DAM


Dam adalah bahasa Arab yang menurut bahasa berarti darah. Menurut istilah, dam berarti mengalirkan darah dengan menyembelih ternak unta, sapi atau kambing di tanah haram dalam rangka memenuhi ketentuan manasik haji. Setiap pelanggaran dalam haji dikenakan denda sesuai dengan jenis pelanggaran. Denda berlaku setelah satu jenis pelanggaran terjadi.


Ada tiga jenis dam dalam manasik haji, masing- masing:


1. Dam Nusuk, sesuai ketentuan manasik dam ini dikenakan pada jemaah haji yang mengerjakan haji tamattu’ atau qiran bukan karena melakukan kesalahan. Seseorang yang melaksanakan haji tamattu’ atau qiran wajib membayar dam dengan menyembelih seekor kambing. Bila tidak sanggup melakukannya, dia wajib menggantinya dengan berpuasa 10 hari dengan ketentuan tiga hari dilakukan selama dia beribadah haji di Makkah dan tujuh hari sisanya dilakukan sesudah kembali ke Tanah Air. Bila tidak mampu berpuasa tiga hari semasa haji di Tanah Suci, dia harus melaksanakan puasa 10 hari di Tanah Air, dengan ketentuan tiga hari pertama dilakukan sebagai pengganti kewajiban berpuasa tiga hari pada waktu melaksanakan haji di Makkah, kemudian ia membuat jeda minimal empat hari, untuk kemudian berpuasa lagi  tujuh  hari sisanya sebagai kewajiban setelah tiba di Tanah Air.

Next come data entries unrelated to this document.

//! # Codec Throughput Benchmark
//!
//! Targets:
//! - Packed uint write + read well under 10ns per value
//! - Model rebuild from statistics under 50µs
//!
//! Run with: `cargo bench --package tickpack_codec`

// Benchmarks don't need docs
#![allow(missing_docs)]

use criterion::{black_box, criterion_group, criterion_main, BenchmarkId, Criterion, Throughput};
use rand::{Rng, SeedableRng};
use rand_chacha::ChaCha8Rng;

use tickpack_codec::huffman::build_code_lengths;
use tickpack_codec::{
    HuffmanReader, HuffmanWriter, Model, RawWriter, StreamReader, StreamWriter, SymbolStatistics,
    MAX_CODE_LENGTH,
};

/// Values per benchmark iteration.
const VALUE_COUNT: usize = 10_000;

/// Small deltas dominate real snapshot traffic.
fn sample_values(seed: u64) -> Vec<u32> {
    let mut rng = ChaCha8Rng::seed_from_u64(seed);
    (0..VALUE_COUNT)
        .map(|_| {
            let bits: u32 = rng.gen_range(0..=20);
            rng.gen::<u32>() >> (32 - bits.max(1))
        })
        .collect()
}

fn bench_packed_uint_write(c: &mut Criterion) {
    let model = Model::default();
    let values = sample_values(1);
    let mut buffer = vec![0u8; VALUE_COUNT * 5];

    let mut group = c.benchmark_group("packed_uint_write");
    group.throughput(Throughput::Elements(VALUE_COUNT as u64));

    group.bench_function("huffman", |b| {
        b.iter(|| {
            let mut writer = HuffmanWriter::new(&model, &mut buffer);
            for &v in &values {
                writer.write_packed_uint(black_box(v), 0);
            }
            writer.flush()
        });
    });

    group.bench_function("raw", |b| {
        b.iter(|| {
            let mut writer = RawWriter::new(&mut buffer);
            for &v in &values {
                writer.write_packed_uint(black_box(v), 0);
            }
            writer.flush()
        });
    });

    group.finish();
}

fn bench_packed_uint_read(c: &mut Criterion) {
    let model = Model::default();
    let values = sample_values(2);
    let mut buffer = vec![0u8; VALUE_COUNT * 5];
    let len = {
        let mut writer = HuffmanWriter::new(&model, &mut buffer);
        for &v in &values {
            writer.write_packed_uint(v, 0);
        }
        writer.flush()
    };
    let packet = &buffer[..len];

    let mut group = c.benchmark_group("packed_uint_read");
    group.throughput(Throughput::Elements(VALUE_COUNT as u64));

    group.bench_function("huffman", |b| {
        b.iter(|| {
            let mut reader = HuffmanReader::new(&model, black_box(packet));
            let mut sum = 0u64;
            for _ in 0..VALUE_COUNT {
                sum += u64::from(reader.read_packed_uint(0));
            }
            sum
        });
    });

    group.finish();
}

fn bench_model_construction(c: &mut Criterion) {
    let mut rng = ChaCha8Rng::seed_from_u64(3);
    let mut group = c.benchmark_group("model_construction");

    for contexts in [1usize, 16, 64] {
        let mut statistics = SymbolStatistics::new(contexts);
        for context in 0..contexts {
            for _ in 0..1000 {
                statistics.record_uint(context, rng.gen_range(0..100_000));
            }
        }
        group.bench_with_input(BenchmarkId::from_parameter(contexts), &statistics, |b, stats| {
            b.iter(|| Model::from_statistics(black_box(stats)));
        });
    }

    let frequencies: Vec<u64> = (0..256).map(|_| rng.gen_range(1..10_000)).collect();
    group.bench_function("package_merge_256", |b| {
        b.iter(|| build_code_lengths(black_box(&frequencies), black_box(MAX_CODE_LENGTH + 6)));
    });

    group.finish();
}

criterion_group!(
    benches,
    bench_packed_uint_write,
    bench_packed_uint_read,
    bench_model_construction,
);

criterion_main!(benches);
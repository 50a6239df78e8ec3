//! # Compression Model
//!
//! Per-context Huffman tables over the 16 bucket symbols.
//!
//! ## Layout
//!
//! ```text
//! encode_table: [context][symbol]           = (reversed code << 8) | length
//! decode_table: [context][next 6 bits]      = (symbol << 8)        | length
//! ```
//!
//! A model is built once, never mutated afterwards, and shared read-only by
//! every stream that references it (`&Model` or `Arc<Model>`).

mod config;
mod descriptor;
mod statistics;

pub use config::{ModelConfig, OverrideConfig};
pub use descriptor::{ContextLengths, ModelDescriptor, ALPHABET_SIZE, DEFAULT_DESCRIPTOR, DEFAULT_LENGTHS};
pub use statistics::{StatisticsRecorder, SymbolStatistics};

use crate::bucket::BUCKET_SIZES;
use crate::error::{CodecError, CodecResult};
use crate::huffman::{build_decode_table, canonical_codes, kraft_sum, pack_entry, unpack_entry, KRAFT_ONE};

/// Longest Huffman code a model may contain.
pub const MAX_CODE_LENGTH: u8 = 6;

/// Decode table slots per context.
pub const DECODE_TABLE_SIZE: usize = 1 << MAX_CODE_LENGTH;

/// Contexts in [`Model::default`].
pub const DEFAULT_CONTEXTS: usize = 1;

/// Immutable per-context encode and decode tables.
#[derive(Clone, Debug, PartialEq, Eq)]
pub struct Model {
    /// Number of contexts.
    contexts: usize,
    /// `contexts * ALPHABET_SIZE` packed encode entries.
    encode_table: Vec<u16>,
    /// `contexts * DECODE_TABLE_SIZE` packed decode entries.
    decode_table: Vec<u16>,
}

impl Model {
    /// Builds a model with `contexts` contexts from a parsed descriptor.
    ///
    /// # Errors
    ///
    /// Fails if `contexts` is zero, an override names a context outside the
    /// model, or any context's lengths do not form a usable prefix code.
    pub fn new(descriptor: &ModelDescriptor, contexts: usize) -> CodecResult<Self> {
        if contexts == 0 {
            return Err(CodecError::NoContexts);
        }
        if let Some(bad) = descriptor
            .overrides
            .iter()
            .find(|o| usize::from(o.context) >= contexts)
        {
            return Err(CodecError::ContextOutOfRange {
                context: usize::from(bad.context),
                contexts,
            });
        }
        for context in 0..contexts {
            validate_lengths(context, descriptor.lengths_for(context))?;
        }

        let model = Self::build(descriptor, contexts);
        tracing::debug!(
            contexts,
            overrides = descriptor.overrides.len(),
            "compression model built"
        );
        Ok(model)
    }

    /// Parses a byte descriptor and builds a model from it.
    ///
    /// # Errors
    ///
    /// Fails on a malformed descriptor or invalid code lengths.
    pub fn from_descriptor(bytes: &[u8], contexts: usize) -> CodecResult<Self> {
        let descriptor = ModelDescriptor::parse(bytes)?;
        Self::new(&descriptor, contexts)
    }

    /// Default code lengths in every one of `contexts` contexts.
    ///
    /// # Errors
    ///
    /// Fails only if `contexts` is zero.
    pub fn with_contexts(contexts: usize) -> CodecResult<Self> {
        if contexts == 0 {
            return Err(CodecError::NoContexts);
        }
        Ok(Self::build(&ModelDescriptor::default(), contexts))
    }

    /// Fills the tables. Lengths must already be validated.
    fn build(descriptor: &ModelDescriptor, contexts: usize) -> Self {
        let mut encode_table = vec![0u16; contexts * ALPHABET_SIZE];
        let mut decode_table = vec![0u16; contexts * DECODE_TABLE_SIZE];

        for context in 0..contexts {
            let lengths = descriptor.lengths_for(context);
            let codes = canonical_codes(lengths);

            let encode = &mut encode_table[context * ALPHABET_SIZE..(context + 1) * ALPHABET_SIZE];
            for (entry, (&code, &length)) in encode.iter_mut().zip(codes.iter().zip(lengths)) {
                *entry = pack_entry(code as u8, length);
            }

            let decode = &mut decode_table[context * DECODE_TABLE_SIZE..(context + 1) * DECODE_TABLE_SIZE];
            build_decode_table(lengths, &codes, MAX_CODE_LENGTH, decode);
        }

        Self {
            contexts,
            encode_table,
            decode_table,
        }
    }

    /// Number of contexts.
    #[inline]
    #[must_use]
    pub const fn contexts(&self) -> usize {
        self.contexts
    }

    /// Bit-reversed code and code length of `symbol` in `context`.
    ///
    /// # Panics
    ///
    /// Panics if `context` is not a context of this model or `symbol` is
    /// not a bucket symbol.
    #[inline]
    #[must_use]
    pub fn encode_entry(&self, context: usize, symbol: usize) -> (u16, u8) {
        assert!(context < self.contexts, "context {context} out of range ({})", self.contexts);
        assert!(symbol < ALPHABET_SIZE, "symbol {symbol} out of range ({ALPHABET_SIZE})");
        let (code, length) = unpack_entry(self.encode_table[context * ALPHABET_SIZE + symbol]);
        (u16::from(code), length)
    }

    /// Symbol and code length for the next `MAX_CODE_LENGTH` stream bits.
    ///
    /// Only the low `MAX_CODE_LENGTH` bits of `peek` are used. A length of 0
    /// means the bits match no code.
    ///
    /// # Panics
    ///
    /// Panics if `context` is not a context of this model.
    #[inline]
    #[must_use]
    pub fn decode_entry(&self, context: usize, peek: u64) -> (u8, u8) {
        assert!(context < self.contexts, "context {context} out of range ({})", self.contexts);
        let slot = (peek as usize) & (DECODE_TABLE_SIZE - 1);
        unpack_entry(self.decode_table[context * DECODE_TABLE_SIZE + slot])
    }

    /// Code length of `symbol` in `context` (0 if it cannot be encoded).
    #[inline]
    #[must_use]
    pub fn code_length(&self, context: usize, symbol: usize) -> u8 {
        self.encode_entry(context, symbol).1
    }

    /// Bits a packed uint of `value` costs in `context`.
    #[must_use]
    pub fn expected_bits(&self, context: usize, value: u32) -> u32 {
        let bucket = crate::bucket::classify_bucket(value);
        u32::from(self.code_length(context, bucket)) + u32::from(BUCKET_SIZES[bucket])
    }
}

impl Default for Model {
    /// Built-in lengths, [`DEFAULT_CONTEXTS`] contexts.
    fn default() -> Self {
        Self::build(&ModelDescriptor::default(), DEFAULT_CONTEXTS)
    }
}

/// Checks that `lengths` form a prefix code the decode tables can resolve.
fn validate_lengths(context: usize, lengths: &[u8; ALPHABET_SIZE]) -> CodecResult<()> {
    if let Some((symbol, &length)) = lengths
        .iter()
        .enumerate()
        .find(|&(_, &len)| len > MAX_CODE_LENGTH)
    {
        return Err(CodecError::CodeLengthTooLong {
            context,
            symbol,
            length,
            max: MAX_CODE_LENGTH,
        });
    }
    if lengths.iter().all(|&len| len == 0) {
        return Err(CodecError::EmptyCode { context });
    }
    if kraft_sum(lengths) > KRAFT_ONE {
        return Err(CodecError::OversubscribedCode { context });
    }
    Ok(())
}

#[cfg(test)]
mod tests {
    use super::*;

    #[test]
    fn test_default_model_is_valid() {
        let model = Model::default();
        assert_eq!(model.contexts(), DEFAULT_CONTEXTS);
        assert_eq!(model, Model::new(&ModelDescriptor::default(), DEFAULT_CONTEXTS).unwrap());
        assert_eq!(model, Model::from_descriptor(&DEFAULT_DESCRIPTOR, DEFAULT_CONTEXTS).unwrap());
    }

    #[test]
    fn test_encode_decode_agree() {
        let model = Model::default();
        for symbol in 0..ALPHABET_SIZE {
            let (code, length) = model.encode_entry(0, symbol);
            assert_eq!(length, DEFAULT_LENGTHS[symbol]);
            // Any junk above the code must decode the same
            for high in 0..(1u64 << (MAX_CODE_LENGTH - length)) {
                let peek = u64::from(code) | (high << length);
                assert_eq!(model.decode_entry(0, peek), (symbol as u8, length));
            }
        }
    }

    #[test]
    fn test_override_applies_to_one_context() {
        let lengths = [4u8; ALPHABET_SIZE];
        let descriptor = ModelDescriptor::default().with_override(2, lengths);
        let model = Model::new(&descriptor, 3).unwrap();

        assert_eq!(model.code_length(0, 0), 2);
        assert_eq!(model.code_length(1, 0), 2);
        assert_eq!(model.code_length(2, 0), 4);
        assert_eq!(model.code_length(2, 15), 4);
    }

    #[test]
    fn test_single_symbol_context() {
        let mut lengths = [0u8; ALPHABET_SIZE];
        lengths[3] = 1;
        let model = Model::new(&ModelDescriptor::new(lengths), 1).unwrap();
        assert_eq!(model.encode_entry(0, 3), (0, 1));
        assert_eq!(model.decode_entry(0, 0b10), (3, 1));
        assert_eq!(model.decode_entry(0, 0b01).1, 0);
    }

    #[test]
    fn test_construction_errors() {
        assert_eq!(Model::with_contexts(0), Err(CodecError::NoContexts));

        let descriptor = ModelDescriptor::default().with_override(4, DEFAULT_LENGTHS);
        assert_eq!(
            Model::new(&descriptor, 4),
            Err(CodecError::ContextOutOfRange { context: 4, contexts: 4 })
        );

        let mut long = DEFAULT_LENGTHS;
        long[15] = 7;
        assert!(matches!(
            Model::new(&ModelDescriptor::new(long), 1),
            Err(CodecError::CodeLengthTooLong { symbol: 15, length: 7, .. })
        ));

        assert_eq!(
            Model::new(&ModelDescriptor::new([1; ALPHABET_SIZE]), 1),
            Err(CodecError::OversubscribedCode { context: 0 })
        );
        assert_eq!(
            Model::new(&ModelDescriptor::new([0; ALPHABET_SIZE]), 1),
            Err(CodecError::EmptyCode { context: 0 })
        );
    }

    #[test]
    fn test_expected_bits() {
        let model = Model::default();
        // 0 is bucket 0: 2-bit code, no extra bits
        assert_eq!(model.expected_bits(0, 0), 2);
        // 100 is bucket 7: 5-bit code + 8 extra bits
        assert_eq!(model.expected_bits(0, 100), 13);
    }

    #[test]
    #[should_panic(expected = "out of range")]
    fn test_unknown_context_panics() {
        let _ = Model::default().encode_entry(1, 0);
    }

    #[test]
    #[should_panic(expected = "symbol 16 out of range")]
    fn test_unknown_symbol_panics() {
        let model = Model::with_contexts(2).unwrap();
        let _ = model.encode_entry(0, ALPHABET_SIZE);
    }
}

2. Dam Isa’ah adalah dam yang dikenakan pada orang yang melanggar aturan atau melakukan kesalahan karena meninggalkan salah satu wajib haji atau wajib umrah, masing-masing:

a) Tidak berihram/niat dari miqat;

b) Tidak melakukan mabit di Muzdalifah;

c) Tidak melakukan mabit di Mina;

d) Tidak melontar jamrah;

e) Tidak melakukan thawaf wada’.

Apabila melanggar salah satu wajib haji di atas, seseorang dikenakan dam dengan menyembelih seekor kambing.

 

3. Dam kifarat adalah dam yang dikenakan pada seseorang karena ia mengerjakan sesuatu yang diharamkan selama ihram. Jenis dam kifarat sebagai berikut:


a) Melanggar larangan ihram dengan sengaja, seperti mencukur rambut, memotong kuku, memakai wangi-wangian, memakai pakaian biasa bagi laki-laki, menutup muka, serta  memakai  sarung   tangan bagi perempuan. Sebagai sanksinya dari setiap jenis pelanggaran di atas boleh memilih antara:

1) Membayar dam seekor kambing;

2) Membayar fidyah, bersedekah kepada enam orang miskin masing-masing ½ sha’ (2 mud =1 ½ kg) berupa makanan pokok; atau

3) Menjalankan puasa tiga hari.


b) Melanggar larangan ihram berupa membunuh hewan buruan. Sanksinya berupa denda  menyembelih ternak yang sebanding dengan hewan yang dibunuh. Jika tidak sanggup membayar dam tersebut, dia wajib membayarnya dengan makanan pokok seharga binatang tersebut. Bila benar-benar tidak mampu, dia harus menggantinya dengan puasa, dengan perbandingan setiap hari = 1 mud makanan (¾ kg beras).


c) Melanggar larangan ihram bersetubuh dengan istri/suami, baik sebelum tahallul awwal maupun sesudah tahallul awwal. Apabila bersetubuh dengan istri/suami dilakukan sebelum tahallul awal, maka hajinya batal, diwajibkan menyelesaikan hajinya dengan tetap berlaku larangan ihram,    wajib    mengulang    haji    tahun berikutnya secara terpisah serta harus membayar kifarat seekor unta. Apabila bersetubuh dengan istri/suami dilakukan setelah tahallul awal, hajinya tidak batal dan harus membayar kifarat seekor unta. Bila tidak sanggup, dia harus menggantinya dengan menyembelih seekor sapi. Bila tidak mampu, dia menggantinya dengan menyembelih tujuh ekor kambing. Bila tidak mampu juga, dia harus menggantinya dengan memberi makan seharga unta kepada fakir miskin di tanah haram. Kalau tidak mampu juga, dia harus berpuasa dengan hitungan satu hari untuk setiap mud dari harga unta. Pendapat lain mengatakan, jika pelanggaran serupa ini dilakukan sesudah tahallul  awwal,  dam  yang  harus dia tebus hanya seekor kambing.